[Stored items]
Content starts
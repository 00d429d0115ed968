//! Layer catalog client with a process-wide, TTL-bounded catalog cache.

use super::capabilities::parse_capabilities;
use super::filter::LayerFilter;
use super::types::{LayerCatalog, LayerDescriptor, LayerError, ServiceInfo};
use crate::cache::{CacheStats, TtlCache};
use crate::upstream::{AsyncHttpClient, RetryPolicy, UpstreamError};
use std::sync::atomic::{AtomicU64, Ordering};
use std::sync::Arc;
use std::time::Duration;
use tokio::sync::Mutex;
use tracing::{debug, info};

/// NASA GIBS WMS capabilities (Web Mercator, best available imagery).
pub const DEFAULT_LAYER_CATALOG_URL: &str =
    "https://gibs.earthdata.nasa.gov/wms/epsg3857/best/wms.cgi?SERVICE=WMS&REQUEST=GetCapabilities&VERSION=1.3.0";
/// Default catalog refresh interval.
pub const DEFAULT_CATALOG_TTL_SECS: u64 = 3600;
/// Catalog documents kept at once (one per capabilities URL).
const CATALOG_CACHE_CAPACITY: usize = 4;

/// Client for the tile service's layer catalog.
///
/// The whole catalog is cached under its capabilities URL. A lookup that
/// finds no live catalog triggers exactly one full re-fetch, shared by all
/// callers waiting at that moment; a lookup against a live catalog never
/// touches the network, even when the layer is missing.
pub struct LayerCatalogClient<C: AsyncHttpClient> {
    http_client: C,
    capabilities_url: String,
    cache: TtlCache<String, Arc<LayerCatalog>>,
    refresh: Mutex<()>,
    retry: RetryPolicy,
    fetches: AtomicU64,
}

impl<C: AsyncHttpClient> LayerCatalogClient<C> {
    /// Creates a client for the default GIBS endpoint.
    pub fn new(http_client: C) -> Self {
        Self::with_url(http_client, DEFAULT_LAYER_CATALOG_URL)
    }

    /// Creates a client for a custom capabilities URL.
    pub fn with_url(http_client: C, capabilities_url: impl Into<String>) -> Self {
        Self {
            http_client,
            capabilities_url: capabilities_url.into(),
            cache: TtlCache::new(
                Duration::from_secs(DEFAULT_CATALOG_TTL_SECS),
                CATALOG_CACHE_CAPACITY,
            ),
            refresh: Mutex::new(()),
            retry: RetryPolicy::default(),
            fetches: AtomicU64::new(0),
        }
    }

    /// Sets how long a fetched catalog stays fresh.
    pub fn with_ttl(mut self, ttl: Duration) -> Self {
        self.cache = TtlCache::new(ttl, CATALOG_CACHE_CAPACITY);
        self
    }

    pub fn with_retry_policy(mut self, retry: RetryPolicy) -> Self {
        self.retry = retry;
        self
    }

    pub fn capabilities_url(&self) -> &str {
        &self.capabilities_url
    }

    /// Number of catalog documents fetched from upstream so far.
    pub fn fetch_count(&self) -> u64 {
        self.fetches.load(Ordering::Relaxed)
    }

    pub fn cache_stats(&self) -> CacheStats {
        self.cache.stats()
    }

    /// Looks up one layer.
    pub async fn get_layer(&self, layer_id: &str) -> Result<LayerDescriptor, LayerError> {
        let catalog = self.catalog().await?;
        catalog
            .get(layer_id)
            .cloned()
            .ok_or_else(|| LayerError::NotFound(layer_id.to_string()))
    }

    /// Identifiers passing `filter`, sorted and de-duplicated.
    pub async fn list_layers(&self, filter: &LayerFilter) -> Result<Vec<String>, UpstreamError> {
        let catalog = self.catalog().await?;
        Ok(filter.apply(catalog.ids()))
    }

    /// Service metadata from the capabilities document.
    pub async fn service_info(&self) -> Result<ServiceInfo, UpstreamError> {
        Ok(self.catalog().await?.service.clone())
    }

    /// Drops the cached catalog so the next lookup re-fetches it.
    pub fn invalidate(&self) {
        self.cache.invalidate(&self.capabilities_url);
    }

    /// Returns the live catalog, fetching it if the cached copy is absent or stale.
    pub async fn catalog(&self) -> Result<Arc<LayerCatalog>, UpstreamError> {
        if let Some(catalog) = self.cache.get(&self.capabilities_url) {
            return Ok(catalog);
        }

        // Single-flight: whoever gets the lock fetches, the rest re-check
        let _guard = self.refresh.lock().await;
        if let Some(catalog) = self.cache.get(&self.capabilities_url) {
            debug!("Layer catalog refreshed by another caller");
            return Ok(catalog);
        }

        let catalog = Arc::new(self.fetch_catalog().await?);
        self.cache
            .insert(self.capabilities_url.clone(), Arc::clone(&catalog));
        Ok(catalog)
    }

    async fn fetch_catalog(&self) -> Result<LayerCatalog, UpstreamError> {
        let url = self.capabilities_url.as_str();
        let catalog = self
            .retry
            .run("layer_catalog", |attempt| async move {
                self.fetches.fetch_add(1, Ordering::Relaxed);
                debug!(url = url, attempt = attempt, "Fetching layer catalog");
                let body = self.http_client.get(url).await?;
                parse_capabilities(&body, url).map_err(|reason| UpstreamError::malformed(url, reason))
            })
            .await?;

        info!(
            url = url,
            layers = catalog.len(),
            "Layer catalog loaded"
        );
        Ok(catalog)
    }
}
Content ends
Task directions: With "Duration" as the string to look for, count the matching lines above and give the number by itself.

Response: 3